Tuesday, June 8, 2010

Baby Steps

We have the best pediatrician. It took a few tries to find him, but it was worth it.
Our first pediatrician was the most prestigious in the clinic. It took months to schedule an appointment with her, and she came highly recommended from other families we had talked to. She was dead set on helping me learn to breast feed. I think that was the most stressful thing about those first few appointments. Miller just couldn't do it. It wasn't programmed into his set of skills. I still gave him breast milk, but I pumped it every few hours and fed him by bottle. The second one was OK, but she was quick to put Miller on medications that he really might not have needed. (ON A SIDE NOTE: In case you all were wondering, yes, Miller has received all his vaccines to date without any side effects. We DO NOT believe the vaccines caused Miller's autism.
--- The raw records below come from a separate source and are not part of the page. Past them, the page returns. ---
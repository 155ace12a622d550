//! Benchmarks for percent formatting and the Msg → Update → Cmd loop
//!
//! Run with: cargo bench tolerance

use tolerance_editor::messages::{EditorMsg, Msg};
use tolerance_editor::model::{default_presets, EditorModel};
use tolerance_editor::strings::EnglishStrings;
use tolerance_editor::tolerance::{parse_percent, to_display_percent};
use tolerance_editor::update::update;
use tolerance_editor::view::render;
use tolerance_editor::ToleranceValue;

#[global_allocator]
static ALLOC: divan::AllocProfiler = divan::AllocProfiler::system();

fn main() {
    divan::main();
}

// ============================================================================
// Formatter / parser
// ============================================================================

#[divan::bench(args = [0.001, 0.0025, 0.07, 0.123456789])]
fn format_percent(value: f64) -> String {
    to_display_percent(divan::black_box(ToleranceValue::new(value)))
}

#[divan::bench(args = ["0.1", "12.5", " 5 ", "", "1e2", "abc"])]
fn parse(text: &str) -> ToleranceValue {
    parse_percent(divan::black_box(text))
}

// ============================================================================
// Update loop
// Measures a full open → custom → type → confirm episode
// ============================================================================

#[divan::bench(args = [100, 1000])]
fn update_custom_episode(iterations: usize) {
    let mut model = EditorModel::new(ToleranceValue::new(0.0025), default_presets());

    for _ in 0..iterations {
        divan::black_box(update(&mut model, Msg::activate()));
        divan::black_box(update(&mut model, Msg::select_custom()));
        divan::black_box(update(&mut model, Msg::set_text("")));
        for ch in "12.5".chars() {
            divan::black_box(update(&mut model, Msg::insert_char(ch)));
        }
        divan::black_box(update(&mut model, Msg::confirm()));
    }

    divan::black_box(&model);
}

#[divan::bench(args = [100, 1000])]
fn update_preset_pick(iterations: usize) {
    let mut model = EditorModel::new(ToleranceValue::new(0.0025), default_presets());

    for i in 0..iterations {
        divan::black_box(update(&mut model, Msg::activate()));
        let msg = Msg::Editor(EditorMsg::SelectPresetAt(i % 2));
        divan::black_box(update(&mut model, msg));
    }
}

// ============================================================================
// Render
// ============================================================================

#[divan::bench]
fn render_selecting(bencher: divan::Bencher) {
    let mut model = EditorModel::new(ToleranceValue::new(0.0025), default_presets());
    update(&mut model, Msg::activate());

    bencher.bench_local(|| render(divan::black_box(&model), &EnglishStrings));
}
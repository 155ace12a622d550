//! Configuration system tests
//!
//! Tests for config paths and editor config loading, saving and validation.

use std::fs;

use tolerance_editor::config::{ConfigError, EditorConfig};
use tolerance_editor::config_paths;
use tolerance_editor::model::{
    ConfirmPolicy, EditorModel, LabelSource, PresetError, PresetOption, PresetValue,
};
use tolerance_editor::strings::SupportedLocale;
use tolerance_editor::ToleranceValue;

// ========================================================================
// Config Paths Tests
// ========================================================================

#[test]
fn test_config_dir_contains_app_name() {
    if let Some(dir) = config_paths::config_dir() {
        assert!(dir.to_string_lossy().contains("tolerance-editor"));
    }
}

#[test]
fn test_config_file_ends_with_yaml() {
    if let Some(file) = config_paths::config_file() {
        assert_eq!(file.file_name().unwrap(), "config.yaml");
    }
}

#[test]
fn test_logs_dir_is_inside_config_dir() {
    if let (Some(config), Some(logs)) = (config_paths::config_dir(), config_paths::logs_dir()) {
        assert!(logs.starts_with(config));
    }
}

// ========================================================================
// Editor Config Tests
// ========================================================================

#[test]
fn test_default_config() {
    let config = EditorConfig::default();
    assert_eq!(config.presets.len(), 3);
    assert_eq!(config.max_percent, 100.0);
    assert_eq!(config.confirm_policy, ConfirmPolicy::PassThrough);
    assert_eq!(config.locale, SupportedLocale::En);
    assert!(config.validate().is_ok());
}

#[test]
fn test_save_and_load_round_trip() {
    let dir = tempfile::tempdir().unwrap();
    let path = dir.path().join("nested").join("config.yaml");

    let config = EditorConfig {
        presets: vec![
            PresetOption::literal("0.5%", PresetValue::Value(ToleranceValue::new(0.005))),
            PresetOption::keyed("APP.GENERAL.CUSTOM", PresetValue::Custom),
        ],
        max_percent: 50.0,
        confirm_policy: ConfirmPolicy::RequireValid,
        locale: SupportedLocale::De,
    };
    config.save_to(&path).unwrap();

    let loaded = EditorConfig::load_from(&path).unwrap();
    assert_eq!(loaded, config);
}

#[test]
fn test_partial_yaml_uses_defaults() {
    let dir = tempfile::tempdir().unwrap();
    let path = dir.path().join("config.yaml");
    fs::write(&path, "max_percent: 5\n").unwrap();

    let config = EditorConfig::load_from(&path).unwrap();
    assert_eq!(config.max_percent, 5.0);
    assert_eq!(config.presets, EditorConfig::default().presets);
    assert_eq!(config.confirm_policy, ConfirmPolicy::PassThrough);
}

#[test]
fn test_yaml_presets_and_policy() {
    let dir = tempfile::tempdir().unwrap();
    let path = dir.path().join("config.yaml");
    fs::write(
        &path,
        r#"
presets:
  - label: "1%"
    value: 0.01
  - label_key: APP.GENERAL.CUSTOM
    value: custom
confirm_policy: require_valid
locale: zh-CN
"#,
    )
    .unwrap();

    let config = EditorConfig::load_from(&path).unwrap();
    assert_eq!(
        config.presets[0].value,
        PresetValue::Value(ToleranceValue::new(0.01))
    );
    assert_eq!(config.presets[0].label, LabelSource::Literal("1%".to_string()));
    assert_eq!(config.presets[1].value, PresetValue::Custom);
    assert_eq!(config.confirm_policy, ConfirmPolicy::RequireValid);
    assert_eq!(config.locale, SupportedLocale::ZhCn);
}

#[test]
fn test_missing_file_is_io_error() {
    let dir = tempfile::tempdir().unwrap();
    let result = EditorConfig::load_from(&dir.path().join("absent.yaml"));
    assert!(matches!(result, Err(ConfigError::Io(_))));
}

#[test]
fn test_malformed_yaml_is_parse_error() {
    let dir = tempfile::tempdir().unwrap();
    let path = dir.path().join("config.yaml");
    fs::write(&path, "presets: [unclosed\n").unwrap();
    assert!(matches!(
        EditorConfig::load_from(&path),
        Err(ConfigError::Parse(_))
    ));
}

#[test]
fn test_out_of_range_preset_is_rejected() {
    let dir = tempfile::tempdir().unwrap();
    let path = dir.path().join("config.yaml");
    fs::write(&path, "presets:\n  - label: big\n    value: 2\n").unwrap();
    assert!(matches!(
        EditorConfig::load_from(&path),
        Err(ConfigError::Parse(_))
    ));
}

#[test]
fn test_validation() {
    let empty = EditorConfig {
        presets: vec![],
        ..EditorConfig::default()
    };
    assert_eq!(
        empty.validate(),
        Err(ConfigError::Preset(PresetError::Empty))
    );

    let zero_ceiling = EditorConfig {
        max_percent: 0.0,
        ..EditorConfig::default()
    };
    assert_eq!(
        zero_ceiling.validate(),
        Err(ConfigError::InvalidMaxPercent(0.0))
    );
}

#[test]
fn test_model_from_config_applies_ceiling_and_policy() {
    let config = EditorConfig {
        max_percent: 5.0,
        confirm_policy: ConfirmPolicy::RequireValid,
        ..EditorConfig::default()
    };
    let model = EditorModel::from_config(ToleranceValue::new(0.01), &config);
    assert_eq!(model.max_percent(), 5.0);
    assert_eq!(model.confirm_policy, ConfirmPolicy::RequireValid);
    assert_eq!(model.presets().len(), 3);
}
This is just the way he is and we have come to accept that.) Then, by accident, when scheduling one of Miller's checkups, I mentioned the wrong name to the secretary (both the doctors had very similar last names.) Imagine my shock when this new doctor came into the waiting room instead of the one I thought I had scheduled with. It must have been fate because this new doctor seemed to already know the ins and outs of Miller. He also was the only one who told me it was my choice on how to feed my little baby. When I told him that breast feeding was very stressful, he pointed me in the right direction of some really great organic soy formulas that we used until Miller was able to consume cow's milk. He was also the one who told me he thought something might be wrong with Miller. After we talked a little bit about the characteristics of autism, I knew why he had asked me specific questions. I knew what he was looking for and why. He was quick to write me a very thorough referral and hand me some pamphlets about autism. He also called me to check up on how I was handling things a few weeks later. He commended Terry and I for being awesome parents and taking the news of Miller's autism so well. He wanted to stay in touch and said that he would be keeping tabs on Kindering. What a great guy.
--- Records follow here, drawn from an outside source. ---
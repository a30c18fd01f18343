//! Reconfiguration of a partitioned stream group.
//!
//! `propose` charges the signed quota difference between the old and the new
//! reservation and parks the new config on the group; `progress_state` swaps
//! it in and releases the claim on the next tick.

use crate::catalog::stream::{ResourceConfig, StreamGroupInfo};
use crate::catalog::{PathId, PathKind, PathState, PathTree, PathView};
use crate::error::{MetaError, fatal};
use crate::operation::context::OperationContext;
use crate::operation::{
    ApplyIf, OperationId, OperationKind, Progress, ProposeResult, StatusCode, SubOperationPart,
    TxId, TxStage, TxStateRecord, check_apply_if, reject_with,
};
use crate::quota::QuotaDelta;
use tracing::info;

#[derive(Debug)]
struct AlterRequest {
    working_dir: String,
    name: String,
    config: ResourceConfig,
    apply_if: Vec<ApplyIf>,
}

#[derive(Debug)]
pub struct AlterStream {
    pub(crate) op_id: OperationId,
    request: Option<AlterRequest>,
    /// What `propose` did to the context, for `abort_propose`.
    proposed: Option<(PathId, PathId, QuotaDelta)>,
}

impl AlterStream {
    pub fn new(
        op_id: OperationId,
        working_dir: String,
        name: String,
        config: ResourceConfig,
        apply_if: Vec<ApplyIf>,
    ) -> Self {
        Self {
            op_id,
            request: Some(AlterRequest {
                working_dir,
                name,
                config,
                apply_if,
            }),
            proposed: None,
        }
    }

    pub(crate) fn restored(op_id: OperationId) -> Self {
        Self {
            op_id,
            request: None,
            proposed: None,
        }
    }

    fn check_target(
        &self,
        tree: &PathTree,
        request: &AlterRequest,
    ) -> Result<(PathId, PathId), ProposeResult> {
        let mut result = ProposeResult::accepted(self.op_id.tx_id);
        let path = PathView::resolve(tree, &request.working_dir).dive(&request.name);
        let checks = path
            .check()
            .not_empty()
            .not_under_domain_upgrade()
            .is_resolved()
            .not_deleted()
            .not_under_deleting()
            .not_under_operation()
            .is_of_kind(PathKind::Stream);
        if !checks.ok() {
            reject_with(&mut result, &checks, path.base());
            return Err(result);
        }
        if let Err(explain) = check_apply_if(tree, &request.apply_if) {
            result.set_error(StatusCode::PreconditionFailed, explain);
            return Err(result);
        }
        let Some(node) = path.base() else {
            fatal(format!("resolved path {} has no base", path.path_string()));
        };
        Ok((node.id, node.domain))
    }

    fn record(&self, ctx: &OperationContext<'_>) -> TxStateRecord {
        ctx.tx_state(self.op_id)
            .cloned()
            .unwrap_or_else(|| fatal(format!("alter stream {} has no tx state", self.op_id)))
    }

    fn group(ctx: &OperationContext<'_>, target: PathId) -> StreamGroupInfo {
        ctx.stream(target)
            .cloned()
            .unwrap_or_else(|| fatal(format!("stream path {target} has no stream group")))
    }

    /// Undoes the proposal's effects on `target` and returns the charge.
    fn unwind(&self, ctx: &mut OperationContext<'_>, target: PathId, domain: PathId, charged: &QuotaDelta) {
        if let Err(e) = ctx.apply_quota(domain, &charged.negated()) {
            fatal(format!("domain {domain} ledger: {e}"));
        }
        let mut group = Self::group(ctx, target);
        group.pending_alter = None;
        ctx.put_stream(target, group);
        ctx.set_state(target, PathState::Created);
        ctx.release(target);
        ctx.remove_tx_state(self.op_id);
    }
}

impl SubOperationPart for AlterStream {
    fn propose(&mut self, ctx: &mut OperationContext<'_>) -> ProposeResult {
        let op_id = self.op_id;
        let Some(request) = self.request.as_ref() else {
            fatal(format!("restored alter stream {op_id} cannot propose"));
        };
        let mut result = ProposeResult::accepted(op_id.tx_id);
        let (target, domain) = match self.check_target(ctx.tree(), request) {
            Ok(found) => found,
            Err(rejected) => return rejected,
        };
        result.path_id = Some(target);

        if let Err(explain) = request.config.validate() {
            result.set_error(StatusCode::InvalidParameters, explain);
            return result;
        }
        let mut group = Self::group(ctx, target);
        if group.pending_alter.is_some() {
            result.set_error(
                StatusCode::MultipleModifications,
                format!("stream group {target} is under alteration"),
            );
            return result;
        }
        let current = ResourceConfig::decode(&group.config_blob)
            .and_then(|config| config.reservation())
            .unwrap_or_else(|e| fatal(format!("stream group {target} config is unreadable: {e}")));
        let prepared = request.config.reservation().and_then(|next| {
            let delta = current.change_to(&next)?;
            Ok((delta, request.config.encode()?))
        });
        let (delta, blob) = match prepared {
            Ok(prepared) => prepared,
            Err(e) => {
                result.set_error(StatusCode::InvalidParameters, e.to_string());
                return result;
            }
        };

        match ctx.reserve_quota(domain, &delta) {
            Ok(Ok(_)) => {}
            Ok(Err(counter)) => {
                result.set_error(
                    StatusCode::QuotaViolation,
                    format!("domain {domain} limit exceeded: {counter}"),
                );
                return result;
            }
            Err(MetaError::QuotaOverflow { counter, .. }) => {
                result.set_error(
                    StatusCode::QuotaViolation,
                    format!("domain {domain} {counter} would overflow"),
                );
                return result;
            }
            Err(e) => fatal(format!("domain {domain} ledger: {e}")),
        }

        if let Err(e) = ctx.claim(target) {
            fatal(format!("claim after passing checks: {e}"));
        }
        ctx.set_state(target, PathState::AlteringInProgress);
        group.pending_alter = Some(blob.clone());
        ctx.put_stream(target, group);
        ctx.put_tx_state(TxStateRecord {
            op_id,
            kind: OperationKind::AlterStream,
            target,
            stage: TxStage::Altering,
            reserved: delta,
            pending_config: Some(blob),
        });
        ctx.publish(op_id, target);
        self.proposed = Some((target, domain, delta));
        result
    }

    fn progress_state(&mut self, ctx: &mut OperationContext<'_>) -> Progress {
        let op_id = self.op_id;
        let record = self.record(ctx);
        let target = record.target;
        let Some(blob) = record.pending_config else {
            fatal(format!("alter stream {op_id} has no pending config"));
        };
        let config = ResourceConfig::decode(&blob)
            .unwrap_or_else(|e| fatal(format!("alter stream {op_id} pending config: {e}")));

        let mut group = Self::group(ctx, target);
        group.total_partition_count = config.partition_count;
        group.config_blob = blob;
        group.alter_version += 1;
        group.pending_alter = None;
        let alter_version = group.alter_version;
        ctx.put_stream(target, group);
        ctx.set_state(target, PathState::Created);
        ctx.release(target);
        ctx.remove_tx_state(op_id);
        ctx.publish(op_id, target);
        ctx.finalize(op_id);
        info!(%op_id, path_id = %target, alter_version, "stream altered");
        Progress::Done
    }

    fn abort_propose(&mut self, ctx: &mut OperationContext<'_>) {
        if let Some((target, domain, charged)) = self.proposed.take() {
            self.unwind(ctx, target, domain, &charged);
        }
    }

    fn abort_unsafe(&mut self, tx_id: TxId, ctx: &mut OperationContext<'_>) {
        let record = self.record(ctx);
        let domain = ctx.tree().node(record.target).domain;
        info!(op_id = %self.op_id, %tx_id, path_id = %record.target, "unwinding stream alter");
        self.unwind(ctx, record.target, domain, &record.reserved);
        ctx.publish(self.op_id, record.target);
    }
}

#[cfg(test)]
mod tests {
    use super::AlterStream;
    use crate::catalog::stream::{PartitionConfig, ResourceConfig, StreamGroupInfo};
    use crate::catalog::{PathId, PathKind, PathState};
    use crate::config::MetaConfig;
    use crate::hooks::OverrideSlot;
    use crate::operation::context::{OperationContext, ShardState};
    use crate::operation::{OperationId, Progress, StatusCode, SubOperationPart, TxId};
    use crate::quota::{DomainInfo, DomainLimits};

    fn config(partitions: u32) -> ResourceConfig {
        ResourceConfig {
            partition_count: partitions,
            partition: PartitionConfig {
                write_speed_bytes_per_sec: 100,
                storage_limit_bytes: None,
                lifetime_seconds: 5,
            },
            sub_config: Vec::new(),
        }
    }

    fn shard(limits: DomainLimits) -> (ShardState, PathId, PathId) {
        let mut state = ShardState::default();
        let domain = state
            .tree
            .insert(PathId::ROOT, "db", PathKind::Domain, TxId(1));
        let stream = state.tree.insert(domain, "s", PathKind::Stream, TxId(1));
        state
            .streams
            .insert(stream, StreamGroupInfo::new(&config(2)).expect("group"));
        state.ledger.register_domain(domain, limits);
        state.ledger.restore_counters(
            domain,
            DomainInfo {
                objects: 1,
                stream_partitions: 2,
                reserved_storage_bytes: 500,
                reserved_throughput_bps: 200,
            },
        );
        (state, domain, stream)
    }

    fn alter(partitions: u32) -> AlterStream {
        AlterStream::new(
            OperationId::new(TxId(8), 0),
            "/db".into(),
            "s".into(),
            config(partitions),
            Vec::new(),
        )
    }

    #[test]
    fn alter_charges_at_propose_and_swaps_at_progress() {
        let (state, domain, stream) = shard(DomainLimits::default());
        let meta = MetaConfig::default();
        let overrides = OverrideSlot::new();
        let mut ctx = OperationContext::begin(&state, &meta, &overrides, TxId(8));
        let mut op = alter(4);
        assert!(op.propose(&mut ctx).is_accepted());
        assert_eq!(ctx.tree().node(stream).state, PathState::AlteringInProgress);
        assert_eq!(ctx.tree().node(stream).owning_tx, Some(TxId(8)));
        let info = ctx.ledger().domain_counters(domain).expect("domain");
        assert_eq!(info.stream_partitions, 4);
        assert_eq!(info.reserved_throughput_bps, 400);
        assert_eq!(ctx.stream(stream).expect("group").total_partition_count, 2);

        assert_eq!(op.progress_state(&mut ctx), Progress::Done);
        let group = ctx.stream(stream).expect("group");
        assert_eq!(group.total_partition_count, 4);
        assert_eq!(group.alter_version, 2);
        assert!(group.pending_alter.is_none());
        assert_eq!(ctx.tree().node(stream).owning_tx, None);
    }

    #[test]
    fn abort_unsafe_returns_the_charge() {
        let (state, domain, stream) = shard(DomainLimits::default());
        let meta = MetaConfig::default();
        let overrides = OverrideSlot::new();
        let mut ctx = OperationContext::begin(&state, &meta, &overrides, TxId(8));
        assert!(alter(4).propose(&mut ctx).is_accepted());
        let mut restored = AlterStream::restored(OperationId::new(TxId(8), 0));
        restored.abort_unsafe(TxId(8), &mut ctx);
        let info = ctx.ledger().domain_counters(domain).expect("domain");
        assert_eq!(info.stream_partitions, 2);
        assert_eq!(info.reserved_throughput_bps, 200);
        assert_eq!(ctx.tree().node(stream).state, PathState::Created);
        assert!(ctx.stream(stream).expect("group").pending_alter.is_none());
    }

    #[test]
    fn growth_past_limits_is_rejected() {
        let (state, _, stream) = shard(DomainLimits {
            max_stream_partitions: Some(3),
            ..DomainLimits::default()
        });
        let meta = MetaConfig::default();
        let overrides = OverrideSlot::new();
        let mut ctx = OperationContext::begin(&state, &meta, &overrides, TxId(8));
        assert_eq!(alter(4).propose(&mut ctx).status, StatusCode::QuotaViolation);
        assert_eq!(ctx.tree().node(stream).owning_tx, None);
        // shrinking is always allowed
        assert!(alter(1).propose(&mut ctx).is_accepted());
    }
}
When I left the clinic, I was feeling so numb. I didn't want to believe that Miller had autism. No parent wants to hear what I heard. I went to the car, buckled Miller in, and looked at the first pamphlet. At the top it read "Helping Children With Special Needs" and I cried. How could this happen? My one and only child has "special needs"? I was devastated.
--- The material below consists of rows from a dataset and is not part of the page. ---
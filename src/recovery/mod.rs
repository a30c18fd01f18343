use crate::error::MetaError;
use crate::operation::TxStateRecord;
use crate::operation::context::ShardState;
use crate::wal::{Journal, JournalBatch, JournalRecord};
use tracing::info;

#[derive(Debug, Clone)]
pub struct RecoveredState {
    pub state: ShardState,
    /// Multi-step operations that were committed but not finished.
    pub in_flight: Vec<TxStateRecord>,
    pub batches: usize,
}

pub fn recover(journal: &mut dyn Journal) -> Result<RecoveredState, MetaError> {
    info!("recovery: read journal");
    let batches = journal.replay()?;
    let mut state = ShardState::default();
    info!(batches = batches.len(), "recovery: replay batches");
    replay_batches(&batches, &mut state)?;

    state.tree.recount_alive_children();
    if let Some(step) = state.tree.iter().filter_map(|node| node.drop_step).max() {
        state.steps.observe(step);
    }
    let in_flight: Vec<TxStateRecord> = state.tx_states.values().cloned().collect();
    info!(
        seq = state.last_seq,
        nodes = state.tree.node_count(),
        in_flight = in_flight.len(),
        "recovery: done"
    );
    Ok(RecoveredState {
        state,
        in_flight,
        batches: batches.len(),
    })
}

pub fn replay_batches(batches: &[JournalBatch], state: &mut ShardState) -> Result<(), MetaError> {
    for batch in batches {
        if batch.seq <= state.last_seq {
            return Err(MetaError::Corruption {
                message: format!(
                    "non-monotonic journal seq {} after {}",
                    batch.seq, state.last_seq
                ),
            });
        }
        for record in &batch.records {
            apply_record(record, state)?;
        }
        state.last_seq = batch.seq;
    }
    Ok(())
}

fn apply_record(record: &JournalRecord, state: &mut ShardState) -> Result<(), MetaError> {
    match record {
        JournalRecord::Path(node) => state.tree.restore_node(node.clone()),
        JournalRecord::DropStep {
            path_id,
            tx_id,
            step,
        } => state.tree.restore_drop(*path_id, *tx_id, *step),
        JournalRecord::UserAttrs { path_id, attrs } => {
            state.tree.restore_user_attrs(*path_id, attrs.clone())
        }
        JournalRecord::StreamGroup { path_id, info } => {
            state.streams.insert(*path_id, info.clone());
            Ok(())
        }
        JournalRecord::RemoveStreamGroup { path_id } => {
            state.streams.remove(path_id);
            Ok(())
        }
        JournalRecord::DirAlterVersion { path_id, version } => {
            state.tree.restore_dir_alter_version(*path_id, *version)
        }
        JournalRecord::DomainCounters { domain_id, info } => {
            state.ledger.restore_counters(*domain_id, *info);
            Ok(())
        }
        JournalRecord::DomainConfig { domain_id, config } => {
            state.ledger.restore_limits(*domain_id, config.limits);
            state.domain_configs.insert(*domain_id, config.clone());
            Ok(())
        }
        JournalRecord::TxState { op_id, state: tx } => {
            match tx {
                Some(record) => {
                    state.tx_states.insert(*op_id, record.clone());
                }
                None => {
                    state.tx_states.remove(op_id);
                }
            }
            Ok(())
        }
    }
}

#[cfg(test)]
mod tests {
    use super::{recover, replay_batches};
    use crate::catalog::{PathId, PathKind};
    use crate::config::MetaConfig;
    use crate::error::MetaErrorCode;
    use crate::hooks::OverrideSlot;
    use crate::operation::context::{OperationContext, ShardState};
    use crate::operation::{StepId, TxId};
    use crate::quota::{DomainLimits, QuotaDelta};
    use crate::wal::{JournalBatch, JournalRecord, MemoryJournal};

    #[test]
    fn replay_rebuilds_committed_state() {
        let config = MetaConfig::default();
        let overrides = OverrideSlot::new();
        let mut journal = MemoryJournal::new();
        let mut state = ShardState::default();

        let mut ctx = OperationContext::begin(&state, &config, &overrides, TxId(1));
        let domain = ctx.create_path(PathId::ROOT, "db", PathKind::Domain);
        ctx.register_domain(domain, DomainLimits::default());
        let dir = ctx.create_path(domain, "a", PathKind::Directory);
        ctx.apply_quota(domain, &QuotaDelta::objects(1)).expect("quota");
        state = ctx.commit(&mut journal).expect("commit").into_parts().0;

        let mut ctx = OperationContext::begin(&state, &config, &overrides, TxId(2));
        ctx.mark_dropped(dir);
        ctx.dec_alive_children(domain);
        ctx.bump_dir_alter_version(domain);
        ctx.apply_quota(domain, &QuotaDelta::objects(-1)).expect("quota");
        state = ctx.commit(&mut journal).expect("commit").into_parts().0;

        let recovered = recover(&mut journal).expect("recover");
        assert_eq!(recovered.batches, 2);
        assert_eq!(recovered.state.tree, state.tree);
        assert_eq!(recovered.state.ledger, state.ledger);
        assert_eq!(recovered.state.last_seq, 2);
        assert_eq!(recovered.state.steps.last(), state.steps.last());
        assert!(recovered.in_flight.is_empty());
    }

    #[test]
    fn non_monotonic_seq_is_corruption() {
        let batch = |seq| JournalBatch {
            seq,
            tx_id: TxId(seq),
            records: Vec::new(),
        };
        let mut state = ShardState::default();
        let err = replay_batches(&[batch(2), batch(2)], &mut state).expect_err("dup seq");
        assert_eq!(err.code(), MetaErrorCode::Corruption);
    }

    #[test]
    fn records_for_unknown_paths_are_corruption() {
        let mut state = ShardState::default();
        let batch = JournalBatch {
            seq: 1,
            tx_id: TxId(1),
            records: vec![JournalRecord::DropStep {
                path_id: PathId(9),
                tx_id: TxId(1),
                step: StepId(5),
            }],
        };
        let err = replay_batches(&[batch], &mut state).expect_err("unknown path");
        assert_eq!(err.code(), MetaErrorCode::Corruption);
    }
}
The next few days were rough. I did my best to research autism on the internet, but every time I tried to read something, I would start crying. I still didn't want to believe it, but I knew deep down in the pit of my stomach it was true. It was time for me to get Miller the help he needed and deserved. Terry and I needed help too. We were parenting by the seats of our pants. It worked well for us. When an issue arose, we addressed it. So, now, not only were we learning to raise a two year old, we were going to have to learn to raise a two year old with autism. We needed guidance and support.
The referral our pediatrician gave us was for Kindering. A sort of "full service" center for children with special needs and their parents. They were to handle the evaluation of Miller's needs and then set us up with the right therapists and classes. After the initial shock of having a child with special needs wore off, I called them and hit the first of what was to be many, brick walls. There was a 6 month waiting list, just for an evaluation! I put Miller's name on the list and we waited. After 2 weeks, we got a call. They had a cancellation and wanted to know if we would like the appointment. So, a week later, Miller, Terry and I found ourselves at the building where we would soon come to find comfort, knowledge and most importantly, hope.
Miller's evaluation took about two hours. There were 4 different therapists scoring him in various categories. He was graded based on a scale of -5 to +5, with -5 being the lowest score and +5 being the highest. According to the state of Washington, the average two year old should score a 0 to +1.5. I'm not going to put all of Miller's scores here, but when averaged out, he scored -3.5. He was behind in his communication skills, social skills, and cognitive skills. This we knew already. But now, we had something to back it up, so Miller could start build the skills he needed to be a healthy, happy boy! Terry and I left the evaluation feeling happy for the first time in weeks. We no longer felt like we were doing this all on our own. Within 24 hours we had a social worker who had set up appointments for us to meet our therapists, and within 3 days, we had out first session.
The evaluation was needed to determine Miller's eligibility for services from Kindering. And also, to help get us the Washington state aid we needed to support his therapies and classes. I know a lot of people will give me guff for signing up with the state. Yes, they know who we are now. Yes, they know Miller has special needs. I'm OK with that. Did you know it costs about $15,000 for just one year of class? That's a 80 minute class, once a week. Now add in the 3 different therapists at $148 an hour, with one session for each therapist once a week...that's about $23,000 a year. So all together now that's $38,000, oh boy! Our insurance will cover only a small chunk of this, but with the state's aid and very generous private funding for Kindering, Miller can now receive the help he needs.

1 comment:

  1. What a blessing that you found a great place to help you and Miller! Thank goodness for programs to help with paying for things like that! I am excited to hear how Kindering continues to work for Miller. I have a friend with a 4 year old son who is autistic and I am always keeping my ears open for anything that might be helpful for him and his parents. Sending hugs to you, Terry, and Miller!